This is a chronic inflammatory arthritis especially affecting sacroiliac joints and spine and characterized by progressive stiffening and fusion of the axial skeleton.
• Age: 20-30 years.
• Sex: Male & female ratio 4: 1
• More than 90% of affected persons carry the histocompatibility antigen HLA-B-27.
• Onset: Insidious, occasionally acute resembling lumbar disc protrusion.
• Back pain: Recurring episodes of low back pain and stiffness sometimes radiating to the buttocks or thighs. Pan is worse in the early morning and after inactivity.
• Chest Pain: Chest pain aggravated by breathing results from the involvement of the costovertebral joints.
• Heel Pain: due to plantar fasciitis.
• Failure to obliterate the lumbar lordosis on forward flexion.
• Pain on sacroiliac compression
• Tenderness over a bony prominence such as iliac crest, ischial tuberosity and greater trochanter.
• Restriction of movements of lumbar spines in all directions.
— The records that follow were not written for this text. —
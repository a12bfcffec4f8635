//! Per-connection session runtime (C9 state, C7 history, cooperative
//! cancellation). One [`SessionRuntime`] is built per websocket connection
//! and shared between the reader task and the spawned agent-loop task,
//! mirroring the teacher's connection-registry entries that hold a
//! channel-backed outbound sink plus whatever per-connection state the
//! protocol needs.

use std::sync::atomic::{AtomicBool, Ordering};
use std::sync::Arc;

use ac_domain::config::Config;
use ac_domain::event::{Event, EventKind};
use ac_domain::history::MessageHistory;
use ac_domain::session::{Session, SessionEntry};
use ac_domain::tool::ToolCatalog;
use ac_providers::registry::ProviderRegistry;
use ac_providers::traits::LlmProvider;
use ac_sandbox::SandboxRegistry;
use ac_sessions::{EventStore, HistoryStore, SessionStore};
use ac_tools::client::ToolClient;
use parking_lot::Mutex;
use regex::RegexSet;
use tokio::sync::{mpsc, Notify};
use uuid::Uuid;

use crate::session::tools::ToolDispatcher;

/// Everything the agent loop and the websocket reader share for one
/// connected session. Cheap to clone (`Arc` all the way down); the fields
/// that mutate during a turn are behind `parking_lot` locks or atomics so
/// `cancel`/`ping`/`workspace_info` never block behind the running loop.
pub struct SessionRuntime {
    pub session: Mutex<Session>,
    pub entry: Mutex<SessionEntry>,
    pub history: Mutex<MessageHistory>,
    pub model_name: Mutex<Option<String>>,
    pub enable_reviewer: AtomicBool,

    pub cancelled: Arc<AtomicBool>,
    pub running: Arc<AtomicBool>,
    /// Signaled every time a turn finishes, so disconnect/edit_query can
    /// wait for an in-flight query to return before proceeding.
    pub turn_done: Arc<Notify>,
    /// Id of the most recently emitted `user_message` event, so `edit_query`
    /// knows where to cut the persisted event tail.
    pub last_user_event_id: Mutex<Option<uuid::Uuid>>,

    pub tools: Arc<ToolCatalog>,
    pub dispatcher: ToolDispatcher,
    pub llm: Arc<ProviderRegistry>,

    pub events_tx: mpsc::UnboundedSender<Event>,

    pub session_store: Arc<SessionStore>,
    pub event_store: Arc<EventStore>,
    pub history_store: Arc<HistoryStore>,

    pub config: Arc<Config>,
}

impl SessionRuntime {
    #[allow(clippy::too_many_arguments)]
    pub fn new(
        session: Session,
        entry: SessionEntry,
        history: MessageHistory,
        tool_client: Arc<ToolClient>,
        denied_patterns: Arc<RegexSet>,
        llm: Arc<ProviderRegistry>,
        events_tx: mpsc::UnboundedSender<Event>,
        session_store: Arc<SessionStore>,
        event_store: Arc<EventStore>,
        history_store: Arc<HistoryStore>,
        config: Arc<Config>,
    ) -> Self {
        let terminal_id = session.id.to_string();
        let dispatcher = ToolDispatcher::new(tool_client, denied_patterns, terminal_id, config.tools.exec.timeout_sec);
        Self {
            session: Mutex::new(session),
            entry: Mutex::new(entry),
            history: Mutex::new(history),
            model_name: Mutex::new(None),
            enable_reviewer: AtomicBool::new(false),
            cancelled: Arc::new(AtomicBool::new(false)),
            running: Arc::new(AtomicBool::new(false)),
            turn_done: Arc::new(Notify::new()),
            last_user_event_id: Mutex::new(None),
            tools: Arc::new(super::tools::builtin_catalog()),
            dispatcher,
            llm,
            events_tx,
            session_store,
            event_store,
            history_store,
            config,
        }
    }

    pub fn session_id(&self) -> Uuid {
        self.session.lock().id
    }

    pub fn is_initialized(&self) -> bool {
        self.model_name.lock().is_some()
    }

    pub fn is_running(&self) -> bool {
        self.running.load(Ordering::SeqCst)
    }

    pub fn request_cancel(&self) {
        self.cancelled.store(true, Ordering::SeqCst);
    }

    /// Block until the currently running turn (if any) has returned.
    pub async fn wait_until_idle(&self) {
        while self.is_running() {
            self.turn_done.notified().await;
        }
    }

    /// Emit an event: append it to the persisted log and push it onto the
    /// outbound channel the websocket writer drains. Best-effort — a
    /// disconnected writer or a persistence failure must not abort a turn.
    pub async fn emit(&self, kind: EventKind) {
        let event = Event::new(self.session_id(), kind);
        if let Err(e) = self.event_store.append(&event).await {
            tracing::warn!(session_id = %event.session_id, error = %e, "failed to persist event");
        }
        let _ = self.events_tx.send(event);
    }

    /// Emit a `user_message` event and remember its id, so a later
    /// `edit_query` can find exactly where to cut the persisted event tail.
    pub async fn record_user_message(&self, text: &str) -> Uuid {
        let event = Event::new(self.session_id(), EventKind::UserMessage { text: text.to_string() });
        let id = event.id;
        if let Err(e) = self.event_store.append(&event).await {
            tracing::warn!(session_id = %event.session_id, error = %e, "failed to persist event");
        }
        let _ = self.events_tx.send(event);
        *self.last_user_event_id.lock() = Some(id);
        id
    }

    pub fn apply_first_message_naming(&self, text: &str) {
        let mut session = self.session.lock();
        session.set_name_from_first_message(text);
        self.session_store.update(session.clone());
    }

    pub fn llm_provider(&self) -> ac_domain::error::Result<Arc<dyn LlmProvider>> {
        let model = self.model_name.lock().clone().ok_or(ac_domain::error::Error::NotInitialized)?;
        self.llm.get(&model)
    }

    pub fn model_name(&self) -> Option<String> {
        self.model_name.lock().clone()
    }

    pub fn record_usage(&self, input_tokens: u64, output_tokens: u64) {
        let key = self.session.lock().device_id.clone();
        self.session_store.record_usage(&key, input_tokens, output_tokens);
        let mut entry = self.entry.lock();
        entry.record_usage(input_tokens, output_tokens);
    }

    pub async fn persist_history(&self) {
        let (id, snapshot) = {
            let history = self.history.lock();
            (self.session_id(), history.clone())
        };
        if let Err(e) = self.history_store.save(id, &snapshot) {
            tracing::warn!(session_id = %id, error = %e, "failed to persist history snapshot");
        }
    }
}

pub type SharedSessionRuntime = Arc<SessionRuntime>;

/// Create (or reconnect) the sandbox backing one session and build the
/// [`ToolClient`] that talks to it. `SandboxMode::Local` never goes through
/// the registry's HTTP round-trip — the caller builds an in-process
/// [`ToolClient::Local`] directly instead of calling this.
pub async fn remote_tool_client_for_session(
    registry: &SandboxRegistry,
    mode: ac_domain::SandboxMode,
    session_id: &str,
) -> ac_domain::error::Result<(ac_domain::Sandbox, Arc<ToolClient>)> {
    let sandbox = registry.create(mode, session_id).await?;
    let base_url = registry.backend(mode)?.connect(&sandbox).await?;
    Ok((sandbox, Arc::new(ToolClient::remote(base_url, std::time::Duration::from_secs(30)))))
}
• As the disease progresses, stiffness increases throughout the spine.
• Iritis occurs in 25% of patients.
• Aortic regurgitation
• ESR – often raised
• RA factor absent.
• HLA B-27 in 90% cases, (present in 8% of normal population).
X-ray lumbar sine
• The sacroiliac joints are eroded with irregular margins and sclerosis of adjacent bone. As the disease advances, the sacroiliac joints may fuse.
• Syndesmophyte: It is a characteristic
abnormality in the spinal column, characterized by calcification and ossification of the interspinous ligaments, appearing as continuous lines. Therefore called “ tramline appearance”.
• Vertebrae appear square as a result of erosion of their comers.
MRI Lumbosacral spine
Non-steroidal anti-inflammatory drugs NSAIDs.
These drugs are very effective in relieving night pain and morning stiffness.
Regular exercise to prevent deformities.
• Sulhasalazine for long-term suppression in the involvement of peripheral arthritis
• Steroids: local steroid injection can be helpful for plantar fasciitis.